Home
 » ISP News » 
Sponsored Links

BT Reveal Cause of 999 Emergency UK Call Handling Outage

Friday, Jun 30th, 2023 (4:20 pm) - Score 12,248
telephone uk red ringing broadband

Broadband and telecoms giant BT has revealed that last Sunday’s outage and disruption to their 999 emergency services number, which resulted in 11,470 unique emergency calls being “unsuccessfully connected“, was caused by a “complex software issue” that had never previously been seen through their testing regime.

Apparently, the software bug was causing a “caching issue“, which resulted in impacted calls not being routed correctly and the user’s call being disconnected (possibly due to the call timing being out of sync). A “robust temporary fix” was put in place to rectify this last weekend, after several hours of chaos, and they’re currently testing the permanent fix.

BT noted that, for each of the missed calls, they commit to call the customer back and establish whether further help is needed and, if required, connect to the appropriate emergency service. If BT’s contact is unsuccessful, they pass the detail onto the police to investigate. Following the incident, this process was finally completed by 08:16 on Wednesday, 28th June, which is several days after the incident itself.

Advertisement

At this stage, it’s not known how many actual lives may have been harmed, or individuals and property impacted, by health or crime related issues as a result of the disruption. “We are putting in place significant improvements to our systems and processes, and we will fully cooperate with Ofcom’s investigation,” added BT. The operator has also released a long summary of the day’s events, which we’ve published in full below.

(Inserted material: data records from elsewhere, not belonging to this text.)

//! Argon2id password hashing and credential checks.
//!
//! Hashes are stored as PHC strings, so algorithm parameters and salt travel
//! with the hash itself.

use std::sync::OnceLock;

use argon2::password_hash::rand_core::OsRng;
use argon2::password_hash::{PasswordHash, PasswordHasher, PasswordVerifier, SaltString};
use argon2::Argon2;

/// A hash could not be produced or a stored hash could not be parsed.
#[derive(Debug, thiserror::Error)]
#[error("password hash error: {0}")]
pub struct PasswordError(argon2::password_hash::Error);

impl From<argon2::password_hash::Error> for PasswordError {
    fn from(err: argon2::password_hash::Error) -> Self {
        Self(err)
    }
}

/// Hash a plaintext password with Argon2id and a fresh random salt.
pub fn hash_password(password: &str) -> Result<String, PasswordError> {
    let salt = SaltString::generate(&mut OsRng);
    let hash = Argon2::default().hash_password(password.as_bytes(), &salt)?;
    Ok(hash.to_string())
}

/// Verify a plaintext password against a stored PHC hash.
///
/// `Ok(false)` means the password is wrong; `Err` means the stored hash is
/// unusable.
pub fn verify_password(password: &str, hash: &str) -> Result<bool, PasswordError> {
    let parsed_hash = PasswordHash::new(hash)?;
    match Argon2::default().verify_password(password.as_bytes(), &parsed_hash) {
        Ok(()) => Ok(true),
        Err(argon2::password_hash::Error::Password) => Ok(false),
        Err(e) => Err(e.into()),
    }
}

/// Check a login attempt against the stored hash of the named user, if any.
///
/// An unknown user still pays for one Argon2 verification, against a fixed
/// throwaway hash, so response time does not reveal whether the username
/// exists.
pub fn check_credentials(password: &str, stored_hash: Option<&str>) -> Result<bool, PasswordError> {
    match stored_hash {
        Some(hash) => verify_password(password, hash),
        None => {
            let dummy = dummy_hash()?;
            verify_password(password, dummy)?;
            Ok(false)
        }
    }
}

fn dummy_hash() -> Result<&'static str, PasswordError> {
    static DUMMY: OnceLock<String> = OnceLock::new();
    if let Some(hash) = DUMMY.get() {
        return Ok(hash);
    }
    let hash = hash_password("carlot-unknown-user")?;
    Ok(DUMMY.get_or_init(|| hash))
}

#[cfg(test)]
mod tests {
    use super::*;

    #[test]
    fn test_hash_and_verify() {
        let hash = hash_password("correct-horse-battery-staple").unwrap();
        assert!(hash.starts_with("$argon2id$"));

        assert!(verify_password("correct-horse-battery-staple", &hash).unwrap());
        assert!(!verify_password("wrong-password", &hash).unwrap());
    }

    #[test]
    fn test_same_password_gets_distinct_salts() {
        assert_ne!(hash_password("same").unwrap(), hash_password("same").unwrap());
    }

    #[test]
    fn test_malformed_hash_is_an_error() {
        assert!(verify_password("anything", "not-a-phc-string").is_err());
    }

    #[test]
    fn test_unknown_user_never_matches() {
        assert!(!check_credentials("carlot-unknown-user", None).unwrap());
        assert!(!check_credentials("", None).unwrap());
    }

    #[test]
    fn test_known_user_is_checked_against_stored_hash() {
        let hash = hash_password("pw").unwrap();
        assert!(check_credentials("pw", Some(&hash)).unwrap());
        assert!(!check_credentials("nope", Some(&hash)).unwrap());
    }
}
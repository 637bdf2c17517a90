use std::str::FromStr;

use crate::auth::session::SessionConfig;

/// Default SQLite database location for local development.
const DEFAULT_DATABASE_URL: &str = "sqlite://carlot.db";

/// A missing or malformed environment variable.
#[derive(Debug, thiserror::Error)]
pub enum ConfigError {
    #[error("{0} must be set in the environment")]
    Missing(&'static str),

    #[error("{var} must not be empty")]
    Empty { var: &'static str },

    #[error("{var} has invalid value '{value}': expected {expected}")]
    Invalid {
        var: &'static str,
        value: String,
        expected: &'static str,
    },
}

/// Server configuration loaded from environment variables.
///
/// All fields except the session secret have defaults suitable for local
/// development. In production, override via environment variables.
#[derive(Debug, Clone)]
pub struct ServerConfig {
    /// Bind address (default: `0.0.0.0`).
    pub host: String,
    /// Bind port (default: `3000`).
    pub port: u16,
    /// SQLite connection string (default: `sqlite://carlot.db`).
    pub database_url: String,
    /// Allowed CORS origins, parsed from comma-separated `CORS_ORIGINS` env var.
    pub cors_origins: Vec<String>,
    /// HTTP request timeout in seconds (default: `30`).
    pub request_timeout_secs: u64,
    /// Page-surface session cookie settings.
    pub session: SessionConfig,
}

impl ServerConfig {
    /// Load configuration from environment variables with defaults.
    ///
    /// | Env Var                | Default                    |
    /// |------------------------|----------------------------|
    /// | `HOST`                 | `0.0.0.0`                  |
    /// | `PORT`                 | `3000`                     |
    /// | `DATABASE_URL`         | `sqlite://carlot.db`       |
    /// | `CORS_ORIGINS`         | `http://localhost:5173`    |
    /// | `REQUEST_TIMEOUT_SECS` | `30`                       |
    ///
    /// Session variables are documented on [`SessionConfig::from_env`].
    pub fn from_env() -> Result<Self, ConfigError> {
        let host = env_or("HOST", "0.0.0.0");
        let port = parse_env("PORT", 3000u16, "a port number")?;
        let database_url = env_or("DATABASE_URL", DEFAULT_DATABASE_URL);

        let cors_origins: Vec<String> = env_or("CORS_ORIGINS", "http://localhost:5173")
            .split(',')
            .map(|s| s.trim().to_string())
            .filter(|s| !s.is_empty())
            .collect();

        let request_timeout_secs =
            parse_env("REQUEST_TIMEOUT_SECS", 30u64, "a whole number of seconds")?;

        let session = SessionConfig::from_env()?;

        Ok(Self {
            host,
            port,
            database_url,
            cors_origins,
            request_timeout_secs,
            session,
        })
    }
}

/// Read `var`, falling back to `default` when unset.
pub(crate) fn env_or(var: &str, default: &str) -> String {
    std::env::var(var).unwrap_or_else(|_| default.into())
}

/// Read and parse `var`, falling back to `default` when unset.
pub(crate) fn parse_env<T: FromStr>(
    var: &'static str,
    default: T,
    expected: &'static str,
) -> Result<T, ConfigError> {
    match std::env::var(var) {
        Err(_) => Ok(default),
        Ok(value) => value.trim().parse().map_err(|_| ConfigError::Invalid {
            var,
            value,
            expected,
        }),
    }
}
//! Session-cookie extractor for the page surface.

use axum::extract::FromRequestParts;
use axum::http::request::Parts;
use carlot_core::ownership::Caller;
use carlot_db::models::user::UserSummary;
use carlot_db::repositories::{SessionRepo, UserRepo};

use crate::auth::session::{extract_session_token, validate_session_token};
use crate::error::PageError;
use crate::state::AppState;

/// The visitor behind a page request.
///
/// A missing, expired, forged, revoked or orphaned session cookie all
/// resolve to an anonymous visitor rather than an error; pages that need a user turn that
/// into a redirect through [`SessionUser::require`].
#[derive(Debug, Clone, Default)]
pub struct SessionUser(pub Option<UserSummary>);

impl SessionUser {
    pub fn caller(&self) -> Caller {
        Caller::from_user_id(self.0.as_ref().map(|u| u.id))
    }

    /// The signed-in user, or a redirect to the login page.
    pub fn require(&self) -> Result<&UserSummary, PageError> {
        self.0.as_ref().ok_or(PageError::LoginRequired)
    }
}

impl FromRequestParts<AppState> for SessionUser {
    type Rejection = PageError;

    async fn from_request_parts(
        parts: &mut Parts,
        state: &AppState,
    ) -> Result<Self, Self::Rejection> {
        let Some(token) = extract_session_token(&parts.headers) else {
            return Ok(Self(None));
        };

        let claims = match validate_session_token(&token, &state.config.session) {
            Ok(claims) => claims,
            Err(e) => {
                tracing::debug!(error = %e, "Ignoring invalid session cookie");
                return Ok(Self(None));
            }
        };

        let session = SessionRepo::find_active(&state.pool, &claims.jti).await?;
        if !session.is_some_and(|s| s.user_id == claims.sub) {
            tracing::debug!(jti = %claims.jti, "Ignoring session cookie with no active session");
            return Ok(Self(None));
        }

        let user = UserRepo::find_by_id(&state.pool, claims.sub).await?;
        Ok(Self(user.as_ref().map(UserSummary::from)))
    }
}
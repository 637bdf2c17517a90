//! Field-level validation helpers shared by every input struct.
//!
//! Validators trim incoming text, record one message per failed rule under
//! the field name, and hand back the cleaned value so callers never touch
//! the raw input again.

use std::collections::BTreeMap;

use serde::Serialize;

use crate::error::CoreError;

pub const MSG_REQUIRED: &str = "This field is required.";
pub const MSG_BLANK: &str = "This field may not be blank.";
pub const MSG_NOT_INTEGER: &str = "A valid integer is required.";

/// Per-field validation messages, keyed by field name.
///
/// Serializes as `{"field": ["message", ...]}`.
#[derive(Debug, Clone, Default, PartialEq, Eq, Serialize)]
#[serde(transparent)]
pub struct FieldErrors(BTreeMap<String, Vec<String>>);

impl FieldErrors {
    pub fn new() -> Self {
        Self::default()
    }

    /// Record a message against `field`.
    pub fn add(&mut self, field: &str, message: impl Into<String>) {
        self.0
            .entry(field.to_string())
            .or_default()
            .push(message.into());
    }

    pub fn is_empty(&self) -> bool {
        self.0.is_empty()
    }

    /// Messages recorded for `field`, empty if the field passed.
    pub fn get(&self, field: &str) -> &[String] {
        self.0.get(field).map(Vec::as_slice).unwrap_or(&[])
    }

    pub fn contains(&self, field: &str) -> bool {
        self.0.contains_key(field)
    }

    pub fn iter(&self) -> impl Iterator<Item = (&str, &[String])> {
        self.0.iter().map(|(k, v)| (k.as_str(), v.as_slice()))
    }

    /// `Ok(value)` when nothing was recorded, `InvalidFields` otherwise.
    pub fn into_result<T>(self, value: T) -> Result<T, CoreError> {
        if self.is_empty() {
            Ok(value)
        } else {
            Err(CoreError::InvalidFields(self))
        }
    }
}

/// Trim a required text field and enforce a maximum length in characters.
///
/// Returns the trimmed value; on failure records a message and returns an
/// empty string so validation can keep collecting errors for other fields.
pub fn required_text(
    errors: &mut FieldErrors,
    field: &str,
    value: Option<&str>,
    max_chars: Option<usize>,
) -> String {
    let Some(raw) = value else {
        errors.add(field, MSG_REQUIRED);
        return String::new();
    };
    let trimmed = raw.trim();
    if trimmed.is_empty() {
        errors.add(field, MSG_BLANK);
        return String::new();
    }
    if let Some(max) = max_chars {
        if trimmed.chars().count() > max {
            errors.add(
                field,
                format!("Ensure this field has no more than {max} characters."),
            );
        }
    }
    trimmed.to_string()
}

/// Parse an integer submitted as text (HTML forms send everything as strings).
pub fn parse_integer(errors: &mut FieldErrors, field: &str, value: Option<&str>) -> Option<i64> {
    match value.map(str::trim) {
        None | Some("") => {
            errors.add(field, MSG_REQUIRED);
            None
        }
        Some(raw) => match raw.parse::<i64>() {
            Ok(n) => Some(n),
            Err(_) => {
                errors.add(field, MSG_NOT_INTEGER);
                None
            }
        },
    }
}

/// An integer field as it arrived in a JSON body.
///
/// Numbers and numeric strings are both accepted; anything else is reported
/// as not an integer rather than rejecting the whole body.
#[derive(Debug, Clone, Copy, PartialEq, Eq)]
pub enum IntegerInput<'a> {
    Missing,
    Number(i64),
    Text(&'a str),
    Invalid,
}

/// Resolve an [`IntegerInput`], recording a message when it is unusable.
pub fn integer_input(errors: &mut FieldErrors, field: &str, input: IntegerInput<'_>) -> Option<i64> {
    match input {
        IntegerInput::Missing => {
            errors.add(field, MSG_REQUIRED);
            None
        }
        IntegerInput::Number(n) => Some(n),
        IntegerInput::Text(raw) => parse_integer(errors, field, Some(raw)),
        IntegerInput::Invalid => {
            errors.add(field, MSG_NOT_INTEGER);
            None
        }
    }
}

#[cfg(test)]
mod tests {
    use super::*;

    #[test]
    fn required_text_trims_whitespace() {
        let mut errors = FieldErrors::new();
        let value = required_text(&mut errors, "make", Some("  Volvo "), Some(100));
        assert_eq!(value, "Volvo");
        assert!(errors.is_empty());
    }

    #[test]
    fn required_text_missing_and_blank() {
        let mut errors = FieldErrors::new();
        required_text(&mut errors, "a", None, None);
        required_text(&mut errors, "b", Some("   "), None);
        assert_eq!(errors.get("a"), [MSG_REQUIRED]);
        assert_eq!(errors.get("b"), [MSG_BLANK]);
    }

    #[test]
    fn required_text_counts_characters_not_bytes() {
        let mut errors = FieldErrors::new();
        // 3 chars, 6 bytes.
        required_text(&mut errors, "make", Some("ЗИЛ"), Some(3));
        assert!(errors.is_empty());

        required_text(&mut errors, "make", Some("ЗИЛ-1"), Some(3));
        assert_eq!(
            errors.get("make"),
            ["Ensure this field has no more than 3 characters."]
        );
    }

    #[test]
    fn parse_integer_reports_non_numeric() {
        let mut errors = FieldErrors::new();
        assert_eq!(parse_integer(&mut errors, "year", Some(" 1999 ")), Some(1999));
        assert_eq!(parse_integer(&mut errors, "year", Some("soon")), None);
        assert_eq!(errors.get("year"), [MSG_NOT_INTEGER]);
    }

    #[test]
    fn integer_input_accepts_numbers_and_numeric_text() {
        let mut errors = FieldErrors::new();
        assert_eq!(integer_input(&mut errors, "year", IntegerInput::Number(1988)), Some(1988));
        assert_eq!(integer_input(&mut errors, "year", IntegerInput::Text("2005")), Some(2005));
        assert!(errors.is_empty());

        assert_eq!(integer_input(&mut errors, "a", IntegerInput::Missing), None);
        assert_eq!(integer_input(&mut errors, "b", IntegerInput::Text("soon")), None);
        assert_eq!(integer_input(&mut errors, "c", IntegerInput::Invalid), None);
        assert_eq!(errors.get("a"), [MSG_REQUIRED]);
        assert_eq!(errors.get("b"), [MSG_NOT_INTEGER]);
        assert_eq!(errors.get("c"), [MSG_NOT_INTEGER]);
    }
}
//! Caller-identity extractors.
//!
//! - [`auth::AuthUser`] -- API caller resolved from an opaque token; rejects with 401.
//! - [`session::SessionUser`] -- page caller resolved from the session cookie;
//!   never rejects, anonymous visitors get `None`.

pub mod auth;
pub mod session;
use crate::common::*;

/// Initializer of the 3D convolution unit.
#[derive(Debug, Clone)]
pub struct ConvBn3DInit {
    pub ksize: [usize; 3],
    pub stride: [usize; 3],
    pub padding: [usize; 3],
    pub bias: bool,
    pub batch_norm: bool,
    pub relu: bool,
    pub ws_init: nn::Init,
    pub bs_init: nn::Init,
}

impl ConvBn3DInit {
    pub fn new(ksize: usize) -> Self {
        Self::new_3d([ksize; 3])
    }

    pub fn new_3d(ksize: [usize; 3]) -> Self {
        Self {
            ksize,
            stride: [1; 3],
            padding: [ksize[0] / 2, ksize[1] / 2, ksize[2] / 2],
            bias: false,
            batch_norm: true,
            relu: true,
            ws_init: nn::Init::KaimingUniform,
            bs_init: nn::Init::Const(0.0),
        }
    }

    pub fn build<'a>(
        self,
        path: impl Borrow<nn::Path<'a>>,
        in_dim: usize,
        out_dim: usize,
    ) -> Result<ConvBn3D> {
        let Self {
            ksize,
            stride,
            padding,
            bias,
            batch_norm,
            relu,
            ws_init,
            bs_init,
        } = self;

        ensure!(in_dim > 0 && out_dim > 0, "in_dim and out_dim must be positive");
        ensure!(
            ksize.iter().all(|&size| size > 0) && stride.iter().all(|&step| step > 0),
            "ksize and stride must be positive"
        );

        let path = path.borrow();
        let in_dim = in_dim as i64;
        let out_dim = out_dim as i64;

        let weight = {
            let conv = path / "conv";
            let size: Vec<i64> = [out_dim, in_dim]
                .into_iter()
                .chain(ksize.iter().map(|&size| size as i64))
                .collect();
            conv.var("weight", &size, ws_init)
        };
        let bias = bias.then(|| (path / "conv").var("bias", &[out_dim], bs_init));
        let bn = batch_norm.then(|| {
            nn::batch_norm3d(
                path / "bn",
                out_dim,
                nn::BatchNormConfig {
                    eps: 1e-3,
                    momentum: 0.01,
                    ..Default::default()
                },
            )
        });

        Ok(ConvBn3D {
            stride: stride.iter().map(|&step| step as i64).collect(),
            padding: padding.iter().map(|&pad| pad as i64).collect(),
            weight,
            bias,
            bn,
            relu,
        })
    }
}

/// Convolution followed by optional batch normalization and ReLU.
#[derive(Debug)]
pub struct ConvBn3D {
    stride: Vec<i64>,
    padding: Vec<i64>,
    weight: Tensor,
    bias: Option<Tensor>,
    bn: Option<nn::BatchNorm>,
    relu: bool,
}

impl nn::ModuleT for ConvBn3D {
    fn forward_t(&self, input: &Tensor, train: bool) -> Tensor {
        let Self {
            ref stride,
            ref padding,
            ref weight,
            ref bias,
            ref bn,
            relu,
        } = *self;

        let xs = input.convolution(
            weight,
            bias.as_ref(),
            stride,
            padding,
            &[1, 1, 1],
            false,
            &[0, 0, 0],
            1,
        );
        let xs = match bn {
            Some(bn) => bn.forward_t(&xs, train),
            None => xs,
        };

        if relu {
            xs.relu()
        } else {
            xs
        }
    }
}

BT’s Overview of events (999 Outage)

At 06:24 on Sunday 25 June, our 999 call handling agents started to experience problems with some emergency calls being cut off on connection to the emergency services. Our network management team was informed at 06:40 and an internal incident was raised at 07:02.

After initial investigations failed to identify or ameliorate the problem, a conference call was opened at 07:20 with our technical specialist teams to further investigate.

The teams were aware of a growing number of 999 calls being impacted and the root cause of the issue was unknown.

To ensure a triple resilient network, we run the service on three primary network clusters, each of which has the capacity to handle all 999 call traffic. It was unclear which network cluster was affected because no alarms were presented. The decision was therefore made to switch from the three primary network clusters to the 999 backup system at 07:25.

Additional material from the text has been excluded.